Тадзимас
Шрифт:
– Ты не плачь, моя прекрасная, я молиться научусь, чтоб печаль твоя безгласная полегчала хоть чуть-чуть. Ты не плачь, моя печальная – это мне не по плечу – чистым золотом отчаянья я за это заплачу.
– Столько нежности сжалось во мне, столько горькой тоски по тебе я вобрал в свою душу, что порой удивительно даже, как ты можешь еще оставаться вовне, как ты можешь еще оставаться снаружи – на чужбине ноябрьской стужи, на бульваре пустом с ледяною скамьей наравне.
– За одиночество, мой друг, нам надо выпить – годы вхожи к нам запросто теперь, и ворох шуб и пьяный шум исчезли из прихожей. По улицам бегут весельчаки, к гитарам прислоняются чубами, и девочки чуть теплыми губами улыбок открывают тайники. Лучатся фонари. И скоро – полночь. Итак, за одиночество, мой друг, единственное, может быть, единство.

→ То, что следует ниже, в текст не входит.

//! Check-and-search handler.
//!
//! The only write path in the service: resolve the credential, run the
//! search through the admission gate, and hand back results. The client is
//! expected to re-query `/v1/usage` afterwards for fresh counts.

use std::sync::Arc;

use axum::extract::State;
use axum::Json;
use chrono::{DateTime, Utc};
use serde::{Deserialize, Serialize};

use crate::error::ApiError;
use crate::identity::AuthAccount;
use crate::places::{Place, PlaceSourceError};
use crate::quota::AdmissionError;
use crate::state::AppState;

/// Hard cap on results per search, whatever the client asks for.
const MAX_RESULTS_CAP: usize = 100;

/// Default result count when the client does not specify one.
const DEFAULT_MAX_RESULTS: usize = 20;

/// Search request body.
#[derive(Debug, Deserialize)]
#[serde(rename_all = "camelCase")]
pub struct SearchRequest {
    /// Category query ("restaurant", "pharmacy", ...).
    pub query: String,

    /// Free-form location ("Lyon"). Empty means the source's default area.
    #[serde(default)]
    pub location: String,

    /// Requested result count.
    #[serde(default = "default_max_results")]
    pub max_results: usize,
}

fn default_max_results() -> usize {
    DEFAULT_MAX_RESULTS
}

/// Search response body.
#[derive(Debug, Serialize)]
#[serde(rename_all = "camelCase")]
pub struct SearchResponse {
    /// Id of the recorded consumption event; absent if recording failed.
    #[serde(skip_serializing_if = "Option::is_none")]
    pub id: Option<String>,

    /// The query as searched (trimmed).
    pub query: String,

    /// The location as searched (trimmed).
    pub location: String,

    /// Matched places.
    pub places: Vec<Place>,

    /// When the search completed.
    pub created_at: DateTime<Utc>,
}

/// Run a quota-gated place search.
pub async fn check_and_search(
    State(state): State<Arc<AppState>>,
    AuthAccount(account): AuthAccount,
    Json(body): Json<SearchRequest>,
) -> Result<Json<SearchResponse>, ApiError> {
    let query = body.query.trim().to_string();
    if query.is_empty() {
        return Err(ApiError::BadRequest("search query is required".into()));
    }
    let location = body.location.trim().to_string();
    let max_results = body.max_results.clamp(1, MAX_RESULTS_CAP);

    tracing::debug!(
        account_id = %account.account_id,
        query = %query,
        location = %location,
        "Processing search"
    );

    let operation = state.places.search(&query, &location, max_results);

    match state.gate.admit(&account, operation).await {
        Ok(admitted) => {
            tracing::info!(
                account_id = %account.account_id,
                query = %query,
                results = admitted.value.len(),
                "Search admitted"
            );
            Ok(Json(SearchResponse {
                id: admitted.event_id.map(|id| id.to_string()),
                query,
                location,
                places: admitted.value,
                created_at: Utc::now(),
            }))
        }
        Err(AdmissionError::QuotaExceeded(snapshot)) => {
            tracing::info!(
                account_id = %account.account_id,
                used = snapshot.current,
                limit = snapshot.limit,
                "Search denied: quota exceeded"
            );
            Err(ApiError::QuotaExceeded(snapshot))
        }
        Err(AdmissionError::Store(e)) => Err(ApiError::from(e)),
        Err(AdmissionError::Operation(PlaceSourceError::NoResults)) => Err(ApiError::NotFound(
            "No places found. Try a different search query or location.".into(),
        )),
        Err(AdmissionError::Operation(PlaceSourceError::Timeout)) => {
            Err(ApiError::ExternalService("place search timed out".into()))
        }
        Err(AdmissionError::Operation(PlaceSourceError::Upstream(msg))) => {
            Err(ApiError::ExternalService(msg))
        }
    }
}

– Я научился плавать – знаешь где? – в эгейской одиссеевой воде, да, по которой плыл к своей беде царь Агамемнон в наказанье – и ветер нес обрывки кос Кассандры-кликуши, а на Патмосе пророк лежал ничком. Пророческая пена – предтеча будущего пепла теснила берега ребяческий мирок… Два дюжих югослава, раскачав, меня в прибой швыряли, и волна мне помочь старалась выбраться на камни, еще чуть теплые сначала, сгоряча. Неподалеку от Афин, в воде не чуя огненного сплава, узнал я, что уменье плавать в том, что плывешь один.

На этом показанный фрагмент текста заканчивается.